2- Tomando em consideração apenas as 1.444, teríamos 1.097 pessoas que não se dedicavam ao contrabando contra 347 que viviam no todo ou em parte do contrabando (incluindo neste número todos os que não é seguro que vivessem do contrabando, que coloquei na rubrica “talvez”), obtendo a percentagem de 75,97% dos “não” contra 24,03% dos “sim”, percentagem aproximada do que considero ter sido a realidade de Quadrazais em 1950 no que respeita ao contrabando.
Claro que se considerássemos mais 250 pessoas que não viviam do contrabando (200 crianças e 50 velhos), a percentagem do “não” seria de 1.347 sobre 1694, o que daria a percentagem de 79,52% de “nãos”.
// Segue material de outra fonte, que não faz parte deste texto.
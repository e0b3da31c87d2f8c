//! # Network Capabilities
//!
//! The narrow interfaces this crate consumes from the peer-to-peer stack.
//! Connection management, gossip mesh maintenance and Kademlia routing all
//! live behind these traits; the resolution layer only ever sees streams,
//! topics and provider lists.
//!
//! [`crate::network::memory`] implements all three traits in-process for
//! tests and the devnet runner.

use std::fmt;
use std::sync::Arc;

use async_trait::async_trait;
use futures::stream::BoxStream;
use libp2p::PeerId;
use thiserror::Error;
use tokio::io::{AsyncRead, AsyncWrite};
use tokio::sync::mpsc;

use crate::network::dht::DhtError;
use crate::network::gossip::GossipError;
use crate::network::topic::RoutingKey;

// ---------------------------------------------------------------------------
// Streams
// ---------------------------------------------------------------------------

/// Byte stream half of a negotiated substream.
pub trait StreamIo: AsyncRead + AsyncWrite + Send + Unpin {}

impl<T: AsyncRead + AsyncWrite + Send + Unpin> StreamIo for T {}

/// A bidirectional substream to one remote peer.
pub struct Stream {
    /// Protocol identifier negotiated for this stream.
    pub protocol: String,
    /// The peer on the other end.
    pub remote: PeerId,
    pub io: Box<dyn StreamIo>,
}

impl Stream {
    pub fn new(protocol: impl Into<String>, remote: PeerId, io: impl StreamIo + 'static) -> Self {
        Self {
            protocol: protocol.into(),
            remote,
            io: Box::new(io),
        }
    }
}

impl fmt::Debug for Stream {
    fn fmt(&self, f: &mut fmt::Formatter<'_>) -> fmt::Result {
        f.debug_struct("Stream")
            .field("protocol", &self.protocol)
            .field("remote", &self.remote)
            .finish_non_exhaustive()
    }
}

/// Callback invoked for every inbound stream on a registered protocol.
/// Implementations are expected to hand the stream to a task and return.
pub type StreamHandler = Arc<dyn Fn(Stream) + Send + Sync>;

#[derive(Debug, Error)]
pub enum TransportError {
    #[error("peer {0} is unreachable")]
    PeerUnreachable(PeerId),

    #[error("peer {peer} does not speak {protocol}")]
    ProtocolNotSupported { peer: PeerId, protocol: String },

    #[error("transport is closed")]
    Closed,

    #[error("I/O error: {0}")]
    Io(#[from] std::io::Error),
}

/// Point-to-point streams and connection management.
#[async_trait]
pub trait Transport: Send + Sync {
    fn local_peer_id(&self) -> PeerId;

    /// Opens a new substream to `peer` negotiated under `protocol`.
    async fn open_stream(&self, peer: PeerId, protocol: &str) -> Result<Stream, TransportError>;

    /// Routes inbound streams negotiated under `protocol` to `handler`.
    fn set_stream_handler(&self, protocol: &str, handler: StreamHandler);

    fn remove_stream_handler(&self, protocol: &str);

    async fn connect(&self, peer: PeerId) -> Result<(), TransportError>;

    async fn disconnect(&self, peer: PeerId) -> Result<(), TransportError>;

    /// Closes every connection. Further calls fail with [`TransportError::Closed`].
    async fn close(&self) -> Result<(), TransportError>;
}

// ---------------------------------------------------------------------------
// Gossip
// ---------------------------------------------------------------------------

/// One message received on a gossip topic.
#[derive(Debug, Clone, PartialEq, Eq)]
pub struct GossipMessage {
    pub topic: String,
    pub source: PeerId,
    pub data: Vec<u8>,
}

/// Receiving end of a topic subscription. Dropping it unsubscribes.
#[derive(Debug)]
pub struct Subscription {
    topic: String,
    messages: mpsc::Receiver<GossipMessage>,
}

impl Subscription {
    pub fn new(topic: impl Into<String>, messages: mpsc::Receiver<GossipMessage>) -> Self {
        Self {
            topic: topic.into(),
            messages,
        }
    }

    pub fn topic(&self) -> &str {
        &self.topic
    }

    /// Next message, or `None` once the engine drops the topic.
    pub async fn next(&mut self) -> Option<GossipMessage> {
        self.messages.recv().await
    }
}

/// Topic-based publish/subscribe.
#[async_trait]
pub trait GossipEngine: Send + Sync {
    async fn join(&self, topic: &str) -> Result<(), GossipError>;

    async fn leave(&self, topic: &str) -> Result<(), GossipError>;

    /// Opens a subscription on a joined topic.
    async fn subscribe(&self, topic: &str) -> Result<Subscription, GossipError>;

    async fn publish(&self, topic: &str, data: Vec<u8>) -> Result<(), GossipError>;

    /// Peers currently in the topic's mesh, excluding this node.
    async fn list_peers(&self, topic: &str) -> Result<Vec<PeerId>, GossipError>;
}

// ---------------------------------------------------------------------------
// Content Routing
// ---------------------------------------------------------------------------

/// Provider records in the DHT.
#[async_trait]
pub trait ContentRouting: Send + Sync {
    /// Registers this node as a provider for `key`. Kademlia-backed hosts
    /// store the record under [`RoutingKey::record_key`].
    async fn provide(&self, key: &RoutingKey) -> Result<(), DhtError>;

    /// Lazily enumerates at most `max` providers for `key`.
    fn find_providers(&self, key: &RoutingKey, max: usize) -> BoxStream<'static, PeerId>;

    async fn shutdown(&self) -> Result<(), DhtError>;
}

/// The three capabilities a node runs on.
#[derive(Clone)]
pub struct Capabilities {
    pub transport: Arc<dyn Transport>,
    pub gossip: Arc<dyn GossipEngine>,
    pub routing: Arc<dyn ContentRouting>,
}

impl Capabilities {
    /// Uses one object for all three capabilities.
    pub fn from_host<H>(host: Arc<H>) -> Self
    where
        H: Transport + GossipEngine + ContentRouting + 'static,
    {
        Self {
            transport: host.clone(),
            gossip: host.clone(),
            routing: host,
        }
    }
}
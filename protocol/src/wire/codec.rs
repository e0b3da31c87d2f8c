//! # Message Codec
//!
//! Typed request/response envelopes and their byte encoding.
//!
//! ## Envelope Layout
//!
//! ```text
//! request  = version: u16 | action: u32 | shard: Location | hash: ContentHash
//! response = version: u16 | action: u32 | payload: Option<Payload>
//! ```
//!
//! Envelopes are bincode-encoded with a size limit. Trailing bytes are
//! ignored, so a newer peer may append fields and older readers still
//! decode the prefix they understand. The `version` field is checked
//! against [`MIN_CODEC_VERSION`] before anything else is trusted.
//!
//! Action tags travel as raw integers and are mapped onto the typed enums
//! after decoding. An unknown tag is an [`CodecError::UnsupportedAction`];
//! a payload variant that disagrees with the action is a
//! [`CodecError::MalformedPayload`].

use bincode::Options;
use serde::de::DeserializeOwned;
use serde::{Deserialize, Serialize};

use crate::config::{CODEC_VERSION, MAX_FRAME_SIZE, MIN_CODEC_VERSION};
use crate::types::{Block, ContentHash, Header, Location, Transaction};
use crate::wire::error::CodecError;

// ---------------------------------------------------------------------------
// Actions
// ---------------------------------------------------------------------------

/// What a request asks for.
#[derive(Debug, Clone, Copy, PartialEq, Eq, Hash)]
pub enum RequestAction {
    Block,
    Header,
    Transaction,
}

impl RequestAction {
    pub fn tag(self) -> u32 {
        match self {
            RequestAction::Block => 1,
            RequestAction::Header => 2,
            RequestAction::Transaction => 3,
        }
    }

    pub fn from_tag(tag: u32) -> Result<Self, CodecError> {
        match tag {
            1 => Ok(RequestAction::Block),
            2 => Ok(RequestAction::Header),
            3 => Ok(RequestAction::Transaction),
            other => Err(CodecError::UnsupportedAction(other)),
        }
    }

    /// The response action that answers this request.
    pub fn response(self) -> ResponseAction {
        match self {
            RequestAction::Block => ResponseAction::Block,
            RequestAction::Header => ResponseAction::Header,
            RequestAction::Transaction => ResponseAction::Transaction,
        }
    }
}

/// What a response carries. `Unknown` signals a decode or dispatch failure
/// on the serving side and never has a payload.
#[derive(Debug, Clone, Copy, PartialEq, Eq, Hash)]
pub enum ResponseAction {
    Unknown,
    Block,
    Header,
    Transaction,
}

impl ResponseAction {
    pub fn tag(self) -> u32 {
        match self {
            ResponseAction::Unknown => 0,
            ResponseAction::Block => 1,
            ResponseAction::Header => 2,
            ResponseAction::Transaction => 3,
        }
    }

    pub fn from_tag(tag: u32) -> Result<Self, CodecError> {
        match tag {
            0 => Ok(ResponseAction::Unknown),
            1 => Ok(ResponseAction::Block),
            2 => Ok(ResponseAction::Header),
            3 => Ok(ResponseAction::Transaction),
            other => Err(CodecError::UnsupportedAction(other)),
        }
    }
}

// ---------------------------------------------------------------------------
// Envelopes
// ---------------------------------------------------------------------------

/// A resolved object carried by a response or a gossip message.
#[derive(Debug, Clone, PartialEq, Eq, Serialize, Deserialize)]
pub enum Payload {
    Block(Block),
    Header(Header),
    Transaction(Transaction),
}

impl Payload {
    /// The response action this payload belongs under.
    pub fn action(&self) -> ResponseAction {
        match self {
            Payload::Block(_) => ResponseAction::Block,
            Payload::Header(_) => ResponseAction::Header,
            Payload::Transaction(_) => ResponseAction::Transaction,
        }
    }

    /// Identity of the carried object.
    pub fn hash(&self) -> ContentHash {
        match self {
            Payload::Block(block) => block.hash(),
            Payload::Header(header) => header.hash(),
            Payload::Transaction(tx) => tx.hash(),
        }
    }
}

/// Decoded request envelope.
#[derive(Debug, Clone, Copy, PartialEq, Eq)]
pub struct Request {
    pub action: RequestAction,
    pub shard: Location,
    pub hash: ContentHash,
}

impl Request {
    pub fn new(action: RequestAction, shard: Location, hash: ContentHash) -> Self {
        Self {
            action,
            shard,
            hash,
        }
    }
}

/// Decoded response envelope.
///
/// A response with a typed action and no payload is a valid "not found"
/// answer, not an error.
#[derive(Debug, Clone, PartialEq, Eq)]
pub struct Response {
    pub action: ResponseAction,
    pub payload: Option<Payload>,
}

impl Response {
    pub fn found(payload: Payload) -> Self {
        Self {
            action: payload.action(),
            payload: Some(payload),
        }
    }

    pub fn not_found(action: RequestAction) -> Self {
        Self {
            action: action.response(),
            payload: None,
        }
    }

    pub fn unknown() -> Self {
        Self {
            action: ResponseAction::Unknown,
            payload: None,
        }
    }

    pub fn is_found(&self) -> bool {
        self.payload.is_some()
    }
}

#[derive(Serialize, Deserialize)]
struct WireRequest {
    version: u16,
    action: u32,
    shard: Location,
    hash: ContentHash,
}

#[derive(Serialize, Deserialize)]
struct WireResponse {
    version: u16,
    action: u32,
    payload: Option<Payload>,
}

#[derive(Serialize, Deserialize)]
struct WireData<T> {
    version: u16,
    data: T,
}

fn options() -> impl Options {
    bincode::DefaultOptions::new()
        .with_limit(MAX_FRAME_SIZE as u64)
        .allow_trailing_bytes()
}

fn check_version(version: u16) -> Result<(), CodecError> {
    if version < MIN_CODEC_VERSION {
        return Err(CodecError::UnsupportedVersion(version));
    }
    Ok(())
}

// ---------------------------------------------------------------------------
// Requests
// ---------------------------------------------------------------------------

pub fn encode_request(request: &Request) -> Result<Vec<u8>, CodecError> {
    let wire = WireRequest {
        version: CODEC_VERSION,
        action: request.action.tag(),
        shard: request.shard,
        hash: request.hash,
    };
    Ok(options().serialize(&wire)?)
}

pub fn decode_request(bytes: &[u8]) -> Result<Request, CodecError> {
    let wire: WireRequest = options().deserialize(bytes)?;
    check_version(wire.version)?;
    Ok(Request {
        action: RequestAction::from_tag(wire.action)?,
        shard: wire.shard,
        hash: wire.hash,
    })
}

// ---------------------------------------------------------------------------
// Responses
// ---------------------------------------------------------------------------

/// Encodes a response as given. Consistency between action and payload is
/// enforced on decode.
pub fn encode_response(response: &Response) -> Result<Vec<u8>, CodecError> {
    let wire = WireResponse {
        version: CODEC_VERSION,
        action: response.action.tag(),
        payload: response.payload.clone(),
    };
    Ok(options().serialize(&wire)?)
}

pub fn decode_response(bytes: &[u8]) -> Result<Response, CodecError> {
    let wire: WireResponse = options().deserialize(bytes)?;
    check_version(wire.version)?;
    let action = ResponseAction::from_tag(wire.action)?;

    if let Some(payload) = &wire.payload {
        if action == ResponseAction::Unknown {
            return Err(CodecError::MalformedPayload(
                "unknown response carries a payload".to_string(),
            ));
        }
        if payload.action() != action {
            return Err(CodecError::MalformedPayload(format!(
                "{:?} response carries a {:?} payload",
                action,
                payload.action()
            )));
        }
    }

    Ok(Response {
        action,
        payload: wire.payload,
    })
}

// ---------------------------------------------------------------------------
// Gossip Data
// ---------------------------------------------------------------------------

/// Encodes a single block, header or transaction for publication on a
/// gossip topic. The topic, not the bytes, says which type it is.
pub fn encode_data<T: Serialize>(data: &T) -> Result<Vec<u8>, CodecError> {
    Ok(options().serialize(&WireData {
        version: CODEC_VERSION,
        data,
    })?)
}

pub fn decode_data<T: DeserializeOwned>(bytes: &[u8]) -> Result<T, CodecError> {
    let wire: WireData<T> = options().deserialize(bytes)?;
    check_version(wire.version)?;
    Ok(wire.data)
}

#[cfg(test)]
mod tests {
    use super::*;

    fn make_header() -> Header {
        Header {
            parent_hash: ContentHash::digest(b"parent"),
            number: 42,
            location: Location::Zone(0, 0),
            state_root: ContentHash::ZERO,
            tx_root: ContentHash::ZERO,
            gas_limit: 10_000_000,
            gas_used: 21_000,
            timestamp: 1_700_000_000_000,
        }
    }

    fn make_block() -> Block {
        Block::new(
            make_header(),
            vec![Transaction {
                nonce: 1,
                to: None,
                value: 0,
                gas: 53_000,
                gas_price: 2,
                input: vec![0x60, 0x80],
            }],
        )
    }

    fn raw_response(version: u16, action: u32, payload: Option<Payload>) -> Vec<u8> {
        options()
            .serialize(&WireResponse {
                version,
                action,
                payload,
            })
            .unwrap()
    }

    #[test]
    fn requests_decode_to_what_was_encoded() {
        let hash = ContentHash::digest(b"block");
        for action in [
            RequestAction::Block,
            RequestAction::Header,
            RequestAction::Transaction,
        ] {
            for shard in [Location::Prime, Location::Region(1), Location::Zone(1, 2)] {
                let request = Request::new(action, shard, hash);
                let bytes = encode_request(&request).unwrap();
                assert_eq!(decode_request(&bytes).unwrap(), request);
            }
        }
    }

    #[test]
    fn encoding_is_deterministic() {
        let request = Request::new(RequestAction::Header, Location::Region(3), ContentHash::ZERO);
        assert_eq!(
            encode_request(&request).unwrap(),
            encode_request(&request).unwrap()
        );
    }

    #[test]
    fn found_and_not_found_responses_decode() {
        let found = Response::found(Payload::Block(make_block()));
        let decoded = decode_response(&encode_response(&found).unwrap()).unwrap();
        assert_eq!(decoded, found);
        assert!(decoded.is_found());

        let missing = Response::not_found(RequestAction::Header);
        let decoded = decode_response(&encode_response(&missing).unwrap()).unwrap();
        assert_eq!(decoded.action, ResponseAction::Header);
        assert!(!decoded.is_found());
    }

    #[test]
    fn unknown_action_tag_is_rejected() {
        let bytes = options()
            .serialize(&WireRequest {
                version: CODEC_VERSION,
                action: 9,
                shard: Location::Prime,
                hash: ContentHash::ZERO,
            })
            .unwrap();
        assert_eq!(decode_request(&bytes), Err(CodecError::UnsupportedAction(9)));
        assert_eq!(
            decode_response(&raw_response(CODEC_VERSION, 7, None)),
            Err(CodecError::UnsupportedAction(7))
        );
    }

    #[test]
    fn block_action_with_header_payload_is_malformed() {
        let bytes = raw_response(
            CODEC_VERSION,
            ResponseAction::Block.tag(),
            Some(Payload::Header(make_header())),
        );
        assert!(matches!(
            decode_response(&bytes),
            Err(CodecError::MalformedPayload(_))
        ));
    }

    #[test]
    fn unknown_response_must_be_empty() {
        let bytes = raw_response(
            CODEC_VERSION,
            ResponseAction::Unknown.tag(),
            Some(Payload::Header(make_header())),
        );
        assert!(matches!(
            decode_response(&bytes),
            Err(CodecError::MalformedPayload(_))
        ));
        let bytes = encode_response(&Response::unknown()).unwrap();
        assert_eq!(decode_response(&bytes).unwrap(), Response::unknown());
    }

    #[test]
    fn stale_version_is_rejected() {
        let bytes = raw_response(0, ResponseAction::Block.tag(), None);
        assert_eq!(
            decode_response(&bytes),
            Err(CodecError::UnsupportedVersion(0))
        );
    }

    #[test]
    fn trailing_fields_from_newer_peers_are_ignored() {
        let request = Request::new(RequestAction::Block, Location::Zone(0, 0), ContentHash::ZERO);
        let mut bytes = encode_request(&request).unwrap();
        bytes.extend_from_slice(&[0xFF, 0x01, 0x02]);
        assert_eq!(decode_request(&bytes).unwrap(), request);
    }

    #[test]
    fn garbage_is_a_serialization_error() {
        assert!(matches!(
            decode_request(&[0xFF]),
            Err(CodecError::Serialization(_))
        ));
        assert!(matches!(
            decode_response(&[]),
            Err(CodecError::Serialization(_))
        ));
    }

    #[test]
    fn gossip_data_roundtrips_per_type() {
        let block = make_block();
        let bytes = encode_data(&block).unwrap();
        assert_eq!(decode_data::<Block>(&bytes).unwrap(), block);
        assert!(decode_data::<Block>(&[1, 2, 3]).is_err());
    }
}
//! Lock-free counters for the resolution layer.
//!
//! The node binary samples these into Prometheus gauges and the `/status`
//! endpoint; nothing in this crate reads them back.

use std::sync::atomic::{AtomicU64, Ordering};

use serde::{Deserialize, Serialize};

#[derive(Debug, Default)]
pub struct NetworkStats {
    cache_hits: AtomicU64,
    gossip_peer_hits: AtomicU64,
    dht_hits: AtomicU64,
    exhausted: AtomicU64,
    streams_served: AtomicU64,
    gossip_received: AtomicU64,
    gossip_dropped: AtomicU64,
}

/// Point-in-time copy of [`NetworkStats`].
#[derive(Debug, Clone, Copy, Default, PartialEq, Eq, Serialize, Deserialize)]
pub struct StatsSnapshot {
    /// Resolutions answered from a result cache.
    pub cache_hits: u64,
    /// Resolutions answered by a gossip-mesh peer.
    pub gossip_peer_hits: u64,
    /// Resolutions answered by a DHT-discovered provider.
    pub dht_hits: u64,
    /// Resolutions that ran out of candidates.
    pub exhausted: u64,
    /// Inbound request streams handled to completion.
    pub streams_served: u64,
    /// Gossip messages decoded and delivered.
    pub gossip_received: u64,
    /// Gossip messages that failed to decode.
    pub gossip_dropped: u64,
}

impl NetworkStats {
    pub fn new() -> Self {
        Self::default()
    }

    pub fn record_cache_hit(&self) {
        self.cache_hits.fetch_add(1, Ordering::Relaxed);
    }

    pub fn record_gossip_peer_hit(&self) {
        self.gossip_peer_hits.fetch_add(1, Ordering::Relaxed);
    }

    pub fn record_dht_hit(&self) {
        self.dht_hits.fetch_add(1, Ordering::Relaxed);
    }

    pub fn record_exhausted(&self) {
        self.exhausted.fetch_add(1, Ordering::Relaxed);
    }

    pub fn record_stream_served(&self) {
        self.streams_served.fetch_add(1, Ordering::Relaxed);
    }

    pub fn record_gossip_received(&self) {
        self.gossip_received.fetch_add(1, Ordering::Relaxed);
    }

    pub fn record_gossip_dropped(&self) {
        self.gossip_dropped.fetch_add(1, Ordering::Relaxed);
    }

    pub fn snapshot(&self) -> StatsSnapshot {
        StatsSnapshot {
            cache_hits: self.cache_hits.load(Ordering::Relaxed),
            gossip_peer_hits: self.gossip_peer_hits.load(Ordering::Relaxed),
            dht_hits: self.dht_hits.load(Ordering::Relaxed),
            exhausted: self.exhausted.load(Ordering::Relaxed),
            streams_served: self.streams_served.load(Ordering::Relaxed),
            gossip_received: self.gossip_received.load(Ordering::Relaxed),
            gossip_dropped: self.gossip_dropped.load(Ordering::Relaxed),
        }
    }
}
3- As pessoas que viviam especialmente ou só do contrabando seriam apenas 126 (97+29), equivalendo a 8,73% dos analisados. Os alugados seriam 117, equivalendo a 8,10%. Os 104 (34+70) que faziam pequeno comércio de produtos espanhóis representariam apenas 7,20% do total. Note-se que, antes de elaborar este quadro exaustivo, já indicava 146 negociantes, mais 100 alugados e mais 100 crianças que faziam pequeno comércio, num total 346. Depois de preencher o quadro, chego a 147. É significativa a credulidade que deve ser atribuída aos números que apresento.

4- Antes da análise pormenorizada, eu havia indicado 1.237 pessoas que não viviam do contrabando contra 347 após a análise (a que devemos juntar a diferença de 2.320 e 1.444=876. O total seria de 1.223 ( 347+876). Como podem ver, há apenas uma diferença de 14.

5- A afirmação normalmente usada por muitos quadrazenhos ao dizerem que quase todos os quadrazenhos se dedicavam ao contrabando (aí uns 95%) e a de J. Manuel Correia (50% ou mais), provavelmente refere-se sobretudo aos homens alugados ou agindo por conta própria. Aí, expurgando os homens adultos que não contrabandeavam (266), dos que contrabandeavam (240), teríamos, mesmo assim, num total de 506 adultos, 52,57% dos ”não”, contra 47,43% dos “sim”.

Conclusão
Seja qual for o método seguido ou a amostra utilizada, é um exagero dizer que ”quase todos ou mais de metade dos quadrazenhos” se dedicava ao contrabando.
Fica aqui demonstrado que apenas cerca de 25% dois quadrazenhos vivia dos proveitos obtidos na actividade do contrabando.
Só no caso de se tomar em conta apenas os homens adultos, se poderá dizer que “quase metade” dos quadrazenhos se dedicava ao contrabando. Mas esse ponto de vista é incorrecto, porquanto continua a ficar na mente que quase metade dos quadrazenhos vivia do contrabando, quando sabemos que muitos desses contrabandistas só recebiam uma parte do contrabando, recebendo outro tanto ou mais do trabalho por conta própria ou por conta doutrem no trabalho do campo. As suas mulheres também contribuíam com o seu salário e trabalho em terrenos próprios. Infelizmente, uma boa parte dos que contrabandeavam acabava por perder mais do que o que recebia, se tivermos em conta os carregos apanhados pela Guarda Fiscal, o tempo que passavam em prisões, mortes em Espanha e na raia, despesas para saírem das cadeias, para além dos gastos com médicos e remédios para curar doenças apanhadas por essas serras, ora com calores excessivos, ora com frios destemperados.
Acabe-se, pois, de uma vez por todas com o mito do “quadrazenho = contrabandista”.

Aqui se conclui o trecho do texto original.